GNOME Bugzilla – Bug 625692
Pixbuf get_pixels() past end of malloced block
Last modified: 2010-11-23 21:08:34 UTC
Created attachment 166860 [details] failing program, when run under electric fence $pixbuf->get_pixels() reads bytes past the end of the pixbuf data. It treats the data as if the last row was a full rowstride, but the pixbuf manual says the last doesn't have that padding, only width*n_channels bytes. Pixbufs created with $pixbuf->copy have a malloced block with the last row unpadded. Running foo.pl below under electric fence gets a segv from XS_Gtk2__Gdk__Pixbuf_get_pixels() going past the end of the block in the $p2 pixbuf. For most pixbufs the rowstride is just a multiple of 4, and malloced blocks are rounded up to a multiple of 4 anyway. But if you have a bigger rowstride like the 256 in foo.pl then the problem shows up. Perhaps the change below to use actual row width for the last row. I wonder if anyone has depended on the padded size in the return. You'd hope not. I think the shorter size is still right for new_from_data(), and the final padding is garbage.
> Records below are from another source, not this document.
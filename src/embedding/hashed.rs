//! Deterministic hash-based embedder.
//!
//! Produces reproducible pseudo-embeddings from word and character
//! trigram hashes. Similarity reflects lexical overlap, not semantics;
//! it is the dependency-free default and the test-suite workhorse.

use crate::Result;
use crate::embedding::{Embedder, normalize_in_place};
use std::collections::hash_map::DefaultHasher;
use std::hash::{Hash, Hasher};

/// Hash-based embedder with unit-norm output.
///
/// Two signals feed the vector:
///
/// - word hashes (primary, weighted by hash-derived magnitude)
/// - character trigram hashes (secondary, for fuzzy matching)
///
/// Identical text always maps to the identical vector; empty text maps
/// to the zero vector.
pub struct HashedEmbedder {
    dimensions: usize,
}

impl HashedEmbedder {
    /// Creates a new hashed embedder with the specified dimensions.
    #[must_use]
    pub const fn new(dimensions: usize) -> Self {
        Self { dimensions }
    }

    fn hash_str(s: &str) -> u64 {
        let mut hasher = DefaultHasher::new();
        s.hash(&mut hasher);
        hasher.finish()
    }

    #[allow(clippy::cast_precision_loss, clippy::cast_possible_truncation)]
    fn generate(&self, text: &str) -> Vec<f32> {
        let mut embedding = vec![0.0f32; self.dimensions];

        let normalized: String = text
            .chars()
            .map(|c| {
                if c.is_alphanumeric() || c.is_whitespace() {
                    c.to_ascii_lowercase()
                } else {
                    ' '
                }
            })
            .collect();

        for word in normalized.split_whitespace() {
            let hash = Self::hash_str(word);
            let idx = (hash as usize) % self.dimensions;
            let sign = if (hash >> 32) & 1 == 0 { 1.0 } else { -1.0 };
            let magnitude = 1.0 + ((hash >> 16) & 0xFF) as f32 / 255.0;
            embedding[idx] += sign * magnitude;
        }

        let chars: Vec<char> = normalized.chars().collect();
        for window in chars.windows(3) {
            let trigram: String = window.iter().collect();
            let hash = Self::hash_str(&trigram);
            let idx = (hash as usize) % self.dimensions;
            let sign = if (hash >> 32) & 1 == 0 { 0.5 } else { -0.5 };
            embedding[idx] += sign;
        }

        normalize_in_place(&mut embedding);
        embedding
    }
}

impl Embedder for HashedEmbedder {
    fn dimensions(&self) -> usize {
        self.dimensions
    }

    fn embed(&self, text: &str) -> Result<Vec<f32>> {
        Ok(self.generate(text))
    }

    fn embed_batch(&self, texts: &[&str]) -> Result<Vec<Vec<f32>>> {
        use rayon::prelude::*;

        Ok(texts.par_iter().map(|text| self.generate(text)).collect())
    }
}
//! CLI layer for RLG-RS.
//!
//! Provides the command-line interface using clap, with commands for
//! ingesting documents, querying with grounding, and inspecting the
//! corpus.

pub mod commands;
pub mod output;
pub mod parser;

pub use commands::execute;
pub use output::OutputFormat;
pub use parser::{Cli, Commands};
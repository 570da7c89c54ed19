//! Hybrid retrieval engine.
//!
//! Fuses lexical (FTS5 BM25), dense (vector index), and structural
//! signals into a single ranking, with constraint filtering by
//! document allowlist, category, and reliability.

use crate::config::Settings;
use crate::core::{Chunk, ChunkRole, DocumentStatus};
use crate::embedding::Embedder;
use crate::index::VectorIndex;
use crate::scoring::normalize_by_max;
use crate::storage::SqliteStorage;
use crate::text::tokenize_filtered;
use crate::{Error, Result};
use std::collections::{HashMap, HashSet};
use tracing::debug;

/// A retrieved chunk with its scoring breakdown.
#[derive(Debug, Clone, serde::Serialize)]
pub struct RetrievedChunk {
    /// Chunk id.
    pub chunk_id: String,
    /// Chunk content.
    pub content: String,
    /// Owning document id.
    pub document_id: String,
    /// Owning document's filename.
    pub document_name: String,
    /// Page number, when known.
    pub page_number: Option<u32>,
    /// Section title, when known.
    pub section_title: Option<String>,
    /// Structural role.
    pub role: ChunkRole,
    /// Dense sequence position within the document.
    pub sequence_index: u32,
    /// Normalized BM25 score component.
    pub bm25_score: f64,
    /// Dense (cosine) score component.
    pub dense_score: f64,
    /// Structural score component in [0, 1].
    pub structural_score: f64,
    /// Fused final score.
    pub final_score: f64,
    /// Chunk confidence weight applied during fusion.
    pub confidence_weight: f64,
}

impl RetrievedChunk {
    /// Composes the human-readable citation for this chunk.
    #[must_use]
    pub fn citation(&self) -> String {
        let mut parts = vec![self.document_name.clone()];
        if let Some(page) = self.page_number {
            parts.push(format!("p.{page}"));
        }
        if let Some(section) = &self.section_title {
            parts.push(format!("\u{a7}{section}"));
        }
        parts.join(" | ")
    }
}

/// Constraints applied to a retrieval call.
#[derive(Debug, Clone, Default)]
pub struct RetrievalFilter {
    /// Restrict candidates to these document ids.
    pub document_ids: Option<Vec<String>>,
    /// Restrict candidates to documents in these categories.
    pub categories: Option<Vec<String>>,
    /// Drop candidates from documents below this reliability.
    pub min_reliability: f64,
}

/// Hybrid retrieval over the lexical and dense indices.
pub struct Retriever {
    bm25_weight: f64,
    dense_weight: f64,
    structural_weight: f64,
    candidate_pool: usize,
}

impl Retriever {
    /// Creates a retriever from the configured fusion weights.
    #[must_use]
    pub fn new(settings: &Settings) -> Self {
        Self {
            bm25_weight: settings.bm25_weight,
            dense_weight: settings.dense_weight,
            structural_weight: settings.structural_weight,
            candidate_pool: settings.top_k_retrieval * 2,
        }
    }

    /// Retrieves the top `top_k` chunks for a query.
    ///
    /// Pipeline: term extraction, lexical + dense candidate generation,
    /// union merge, constraint filtering, structural rerank, weighted
    /// fusion, and a stable sort with dense-score then chunk-id ties.
    ///
    /// # Errors
    ///
    /// Returns [`Error::BadInput`] for an empty query, or storage and
    /// model errors from the underlying services.
    pub fn retrieve(
        &self,
        storage: &SqliteStorage,
        index: &VectorIndex,
        embedder: &dyn Embedder,
        query: &str,
        filter: &RetrievalFilter,
        top_k: usize,
    ) -> Result<Vec<RetrievedChunk>> {
        if query.trim().is_empty() {
            return Err(Error::bad_input("query must not be empty"));
        }

        // Step 1: term extraction.
        let query_terms = tokenize_filtered(query);

        // Step 2: lexical candidates, normalized so the best hit is 1.0.
        let lexical_hits = storage.search_fts(&query_terms, self.candidate_pool)?;
        let lexical_scores = normalize_by_max(
            &lexical_hits.iter().map(|(_, s)| *s).collect::<Vec<f64>>(),
        );

        // Step 3: dense candidates; scores are used as-is.
        let query_vector = embedder.embed(query)?;
        let dense_hits = if query_vector.iter().all(|v| *v == 0.0) {
            Vec::new()
        } else {
            index.search(&query_vector, self.candidate_pool)
        };

        debug!(
            lexical = lexical_hits.len(),
            dense = dense_hits.len(),
            terms = query_terms.len(),
            "retrieval candidates"
        );

        // Step 4: union merge with zero defaults.
        let mut candidates: HashMap<String, (f64, f64)> = HashMap::new();
        for ((chunk_id, _), normalized) in lexical_hits.iter().zip(lexical_scores) {
            candidates.entry(chunk_id.clone()).or_insert((0.0, 0.0)).0 = normalized;
        }
        for (chunk_id, score) in dense_hits {
            candidates.entry(chunk_id).or_insert((0.0, 0.0)).1 = f64::from(score);
        }

        if candidates.is_empty() {
            return Ok(Vec::new());
        }

        // Step 5: load candidates and filter on document constraints.
        let chunk_ids: Vec<String> = candidates.keys().cloned().collect();
        let chunks = storage.get_chunks_by_ids(&chunk_ids)?;

        let document_ids: HashSet<String> =
            chunks.iter().map(|c| c.document_id.clone()).collect();
        let mut documents = HashMap::new();
        for document_id in document_ids {
            if let Some(document) = storage.get_document(&document_id)? {
                documents.insert(document_id, document);
            }
        }

        let allowlist: Option<HashSet<&str>> = filter
            .document_ids
            .as_ref()
            .map(|ids| ids.iter().map(String::as_str).collect());
        let categories: Option<HashSet<&str>> = filter
            .categories
            .as_ref()
            .map(|cats| cats.iter().map(String::as_str).collect());

        let query_lower = query.to_lowercase();
        let mut results = Vec::new();

        for chunk in chunks {
            let Some(document) = documents.get(&chunk.document_id) else {
                continue;
            };
            // Indices may briefly hold chunks of in-flight documents;
            // they are not eligible retrieval results.
            if document.status != DocumentStatus::Indexed {
                continue;
            }
            if let Some(allowlist) = &allowlist {
                if !allowlist.contains(document.id.as_str()) {
                    continue;
                }
            }
            if let Some(categories) = &categories {
                match document.category.as_deref() {
                    Some(category) if categories.contains(category) => {}
                    _ => continue,
                }
            }
            if document.reliability_score < filter.min_reliability {
                continue;
            }

            let (bm25_score, dense_score) =
                candidates.get(&chunk.id).copied().unwrap_or((0.0, 0.0));

            // Step 6: structural score.
            let structural_score = structural_score(&chunk, &query_lower, &query_terms);

            // Step 7: weighted fusion with document and chunk boosts.
            let final_score = (self.bm25_weight * bm25_score
                + self.dense_weight * dense_score
                + self.structural_weight * structural_score)
                * document.reliability_score
                * chunk.confidence_weight;

            results.push(RetrievedChunk {
                chunk_id: chunk.id,
                content: chunk.content,
                document_id: document.id.clone(),
                document_name: document.filename.clone(),
                page_number: chunk.page_number,
                section_title: chunk.section_title,
                role: chunk.role,
                sequence_index: chunk.sequence_index,
                bm25_score,
                dense_score,
                structural_score,
                final_score,
                confidence_weight: chunk.confidence_weight,
            });
        }

        // Step 8: sort (final desc, dense desc, chunk id asc) and truncate.
        results.sort_by(|a, b| {
            b.final_score
                .partial_cmp(&a.final_score)
                .unwrap_or(std::cmp::Ordering::Equal)
                .then_with(|| {
                    b.dense_score
                        .partial_cmp(&a.dense_score)
                        .unwrap_or(std::cmp::Ordering::Equal)
                })
                .then_with(|| a.chunk_id.cmp(&b.chunk_id))
        });
        results.truncate(top_k);

        Ok(results)
    }

    /// Returns chunks within ±`window` sequence positions of the given
    /// chunk in its document, ordered by sequence index. Off the main
    /// query path; used for debugging and prompt expansion.
    ///
    /// # Errors
    ///
    /// Returns [`Error::NotFound`] for an unknown chunk id.
    pub fn context_window(
        &self,
        storage: &SqliteStorage,
        chunk_id: &str,
        window: u32,
    ) -> Result<Vec<Chunk>> {
        let chunk = storage
            .get_chunk(chunk_id)?
            .ok_or_else(|| Error::not_found("chunk", chunk_id))?;
        storage.adjacent_chunks(&chunk.document_id, chunk.sequence_index, window)
    }

    /// Expands retrieved results with adjacent chunks at half score,
    /// re-sorted by final score.
    ///
    /// # Errors
    ///
    /// Returns storage errors from adjacency lookups.
    pub fn expand_with_neighbors(
        &self,
        storage: &SqliteStorage,
        retrieved: &[RetrievedChunk],
        window: u32,
    ) -> Result<Vec<RetrievedChunk>> {
        let mut seen: HashSet<String> = HashSet::new();
        let mut expanded = Vec::new();

        for item in retrieved {
            if seen.insert(item.chunk_id.clone()) {
                expanded.push(item.clone());
            }

            let neighbors =
                storage.adjacent_chunks(&item.document_id, item.sequence_index, window)?;
            for neighbor in neighbors {
                if !seen.insert(neighbor.id.clone()) {
                    continue;
                }
                expanded.push(RetrievedChunk {
                    chunk_id: neighbor.id,
                    content: neighbor.content,
                    document_id: neighbor.document_id,
                    document_name: item.document_name.clone(),
                    page_number: neighbor.page_number,
                    section_title: neighbor.section_title,
                    role: neighbor.role,
                    sequence_index: neighbor.sequence_index,
                    bm25_score: 0.0,
                    dense_score: 0.0,
                    structural_score: 0.0,
                    final_score: item.final_score * 0.5,
                    confidence_weight: neighbor.confidence_weight,
                });
            }
        }

        expanded.sort_by(|a, b| {
            b.final_score
                .partial_cmp(&a.final_score)
                .unwrap_or(std::cmp::Ordering::Equal)
        });
        Ok(expanded)
    }
}

/// Computes the structural score for a candidate chunk.
///
/// +0.5 when the lowercased query appears verbatim in the content,
/// +0.3 scaled by query-term coverage, +0.2 for headings. The
/// coefficients cap the sum at 1.0.
#[allow(clippy::cast_precision_loss)]
fn structural_score(chunk: &Chunk, query_lower: &str, query_terms: &[String]) -> f64 {
    let content_lower = chunk.content.to_lowercase();
    let mut score = 0.0;

    if content_lower.contains(query_lower) {
        score += 0.5;
    }

    if !query_terms.is_empty() {
        let covered = query_terms
            .iter()
            .filter(|t| content_lower.contains(t.as_str()))
            .count();
        score += 0.3 * (covered as f64 / query_terms.len() as f64);
    }

    if chunk.role == ChunkRole::Heading {
        score += 0.2;
    }

    score
}
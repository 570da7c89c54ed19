//! Generation adapters.
//!
//! The engine treats the language model as an opaque text-in/text-out
//! service behind the [`Generator`] trait. The built-in implementation
//! talks to a local Ollama instance; tests use scripted mocks.

use crate::Result;
use crate::error::ModelError;
use serde::{Deserialize, Serialize};
use std::io::{BufRead, BufReader};
use std::time::Duration;
use tracing::debug;

/// Options for a generation request.
#[derive(Debug, Clone)]
pub struct GenerateOptions {
    /// Sampling temperature. Grounded answering uses low values.
    pub temperature: f64,
    /// Maximum tokens to generate.
    pub max_tokens: usize,
    /// Stop sequences.
    pub stop: Vec<String>,
}

impl Default for GenerateOptions {
    fn default() -> Self {
        Self {
            temperature: 0.1,
            max_tokens: 1024,
            stop: Vec::new(),
        }
    }
}

/// A completed generation.
#[derive(Debug, Clone, Serialize)]
pub struct Generation {
    /// Generated text.
    pub text: String,
    /// Tokens the model reports having used.
    pub tokens_used: u64,
    /// Why generation stopped.
    pub finish_reason: String,
}

/// Trait for text generation services.
pub trait Generator: Send + Sync {
    /// Name of the underlying model (for provenance records).
    fn model_name(&self) -> &str;

    /// Generates a completion for the prompt.
    ///
    /// # Errors
    ///
    /// Returns [`ModelError`] variants on service failure.
    fn generate(&self, prompt: &str, options: &GenerateOptions) -> Result<Generation>;

    /// Generates a completion, invoking `on_token` for each streamed
    /// fragment, and returns the assembled generation.
    ///
    /// The default implementation calls [`Generator::generate`] and
    /// emits the full text as a single fragment.
    ///
    /// # Errors
    ///
    /// Returns [`ModelError`] variants on service failure.
    fn generate_stream(
        &self,
        prompt: &str,
        options: &GenerateOptions,
        on_token: &mut dyn FnMut(&str),
    ) -> Result<Generation> {
        let generation = self.generate(prompt, options)?;
        on_token(&generation.text);
        Ok(generation)
    }

    /// Returns true when the service is reachable.
    fn is_available(&self) -> bool {
        true
    }
}

/// Generator backed by a local Ollama instance.
pub struct OllamaGenerator {
    client: reqwest::blocking::Client,
    host: String,
    model: String,
}

#[derive(Serialize)]
struct OllamaOptions<'a> {
    temperature: f64,
    num_predict: i64,
    stop: &'a [String],
}

#[derive(Serialize)]
struct OllamaRequest<'a> {
    model: &'a str,
    prompt: &'a str,
    stream: bool,
    options: OllamaOptions<'a>,
}

#[derive(Deserialize)]
struct OllamaResponse {
    #[serde(default)]
    response: String,
    #[serde(default)]
    eval_count: u64,
    #[serde(default)]
    done: bool,
    #[serde(default)]
    done_reason: Option<String>,
}

impl OllamaGenerator {
    /// Creates a generator for the given host and model.
    ///
    /// # Errors
    ///
    /// Returns an error if the HTTP client cannot be constructed.
    pub fn new(host: &str, model: &str, timeout_secs: u64) -> Result<Self> {
        let client = reqwest::blocking::Client::builder()
            .timeout(Duration::from_secs(timeout_secs))
            .build()
            .map_err(|e| ModelError::GenerationFailed(e.to_string()))?;

        Ok(Self {
            client,
            host: host.trim_end_matches('/').to_string(),
            model: model.to_string(),
        })
    }

    fn connection_error(&self, err: &reqwest::Error) -> ModelError {
        if err.is_connect() || err.is_timeout() {
            ModelError::Unavailable {
                host: self.host.clone(),
                hint: "make sure Ollama is running: `ollama serve`".to_string(),
            }
        } else {
            ModelError::GenerationFailed(err.to_string())
        }
    }

    fn send(&self, prompt: &str, options: &GenerateOptions, stream: bool) -> Result<reqwest::blocking::Response> {
        #[allow(clippy::cast_possible_wrap)]
        let request = OllamaRequest {
            model: &self.model,
            prompt,
            stream,
            options: OllamaOptions {
                temperature: options.temperature,
                num_predict: options.max_tokens as i64,
                stop: &options.stop,
            },
        };

        let response = self
            .client
            .post(format!("{}/api/generate", self.host))
            .json(&request)
            .send()
            .map_err(|e| self.connection_error(&e))?
            .error_for_status()
            .map_err(|e| ModelError::GenerationFailed(e.to_string()))?;

        Ok(response)
    }
}

impl Generator for OllamaGenerator {
    fn model_name(&self) -> &str {
        &self.model
    }

    fn generate(&self, prompt: &str, options: &GenerateOptions) -> Result<Generation> {
        debug!(model = %self.model, prompt_len = prompt.len(), "generating");
        let parsed: OllamaResponse = self
            .send(prompt, options, false)?
            .json()
            .map_err(|e| ModelError::GenerationFailed(e.to_string()))?;

        Ok(Generation {
            text: parsed.response,
            tokens_used: parsed.eval_count,
            finish_reason: parsed.done_reason.unwrap_or_else(|| "unknown".to_string()),
        })
    }

    fn generate_stream(
        &self,
        prompt: &str,
        options: &GenerateOptions,
        on_token: &mut dyn FnMut(&str),
    ) -> Result<Generation> {
        let response = self.send(prompt, options, true)?;
        let reader = BufReader::new(response);

        let mut text = String::new();
        let mut tokens_used = 0;
        let mut finish_reason = "unknown".to_string();

        // Streaming responses are line-delimited JSON events ending
        // with a terminal `done` marker.
        for line in reader.lines() {
            let line = line.map_err(|e| ModelError::GenerationFailed(e.to_string()))?;
            if line.trim().is_empty() {
                continue;
            }
            let event: OllamaResponse = serde_json::from_str(&line)
                .map_err(|e| ModelError::GenerationFailed(format!("bad stream event: {e}")))?;

            if !event.response.is_empty() {
                on_token(&event.response);
                text.push_str(&event.response);
            }
            if event.done {
                tokens_used = event.eval_count;
                if let Some(reason) = event.done_reason {
                    finish_reason = reason;
                }
                break;
            }
        }

        Ok(Generation {
            text,
            tokens_used,
            finish_reason,
        })
    }

    fn is_available(&self) -> bool {
        self.client
            .get(format!("{}/api/tags", self.host))
            .send()
            .is_ok_and(|r| r.status().is_success())
    }
}

#[cfg(test)]
mod tests {
    use super::*;

    struct ScriptedGenerator {
        reply: String,
    }

    impl Generator for ScriptedGenerator {
        fn model_name(&self) -> &str {
            "scripted"
        }

        fn generate(&self, _prompt: &str, _options: &GenerateOptions) -> Result<Generation> {
            Ok(Generation {
                text: self.reply.clone(),
                tokens_used: 7,
                finish_reason: "stop".to_string(),
            })
        }
    }

    #[test]
    fn test_default_options() {
        let options = GenerateOptions::default();
        assert!((options.temperature - 0.1).abs() < f64::EPSILON);
        assert_eq!(options.max_tokens, 1024);
        assert!(options.stop.is_empty());
    }

    #[test]
    fn test_default_stream_impl_emits_full_text() {
        let generator = ScriptedGenerator {
            reply: "streamed answer".to_string(),
        };

        let mut collected = String::new();
        let generation = generator
            .generate_stream("prompt", &GenerateOptions::default(), &mut |t| {
                collected.push_str(t);
            })
            .unwrap();

        assert_eq!(collected, "streamed answer");
        assert_eq!(generation.text, "streamed answer");
        assert_eq!(generation.tokens_used, 7);
    }

    #[test]
    fn test_ollama_host_trimmed() {
        let generator = OllamaGenerator::new("http://localhost:11434/", "mistral", 5).unwrap();
        assert_eq!(generator.host, "http://localhost:11434");
        assert_eq!(generator.model_name(), "mistral");
    }

    #[test]
    fn test_ollama_unreachable_is_unavailable() {
        let generator = OllamaGenerator::new("http://127.0.0.1:1", "mistral", 1).unwrap();
        assert!(!generator.is_available());

        let err = generator
            .generate("hello", &GenerateOptions::default())
            .unwrap_err();
        assert!(matches!(
            err,
            crate::Error::Model(ModelError::Unavailable { .. })
                | crate::Error::Model(ModelError::GenerationFailed(_))
        ));
    }

    #[test]
    fn test_stream_event_parsing() {
        let event: OllamaResponse =
            serde_json::from_str(r#"{"response":"Par","done":false}"#).unwrap();
        assert_eq!(event.response, "Par");
        assert!(!event.done);

        let done: OllamaResponse =
            serde_json::from_str(r#"{"response":"","done":true,"eval_count":42,"done_reason":"stop"}"#)
                .unwrap();
        assert!(done.done);
        assert_eq!(done.eval_count, 42);
        assert_eq!(done.done_reason.as_deref(), Some("stop"));
    }
}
Created attachment 166861 [details] [review] patch and test case
Review of attachment 166861 [details] [review]: the patch looks obviously correct ::: xs/GdkPixbuf.xs @@ +332,3 @@ + simply n_channels many bytes-per-pixel, but the calculation + anticipates bits not a multiple of 8. */ + different colorspaces and different BPP sizes will never happen - and if it ever did, gdk-pixbuf's API would probably be bumped.
Looks good, committed. Thanks.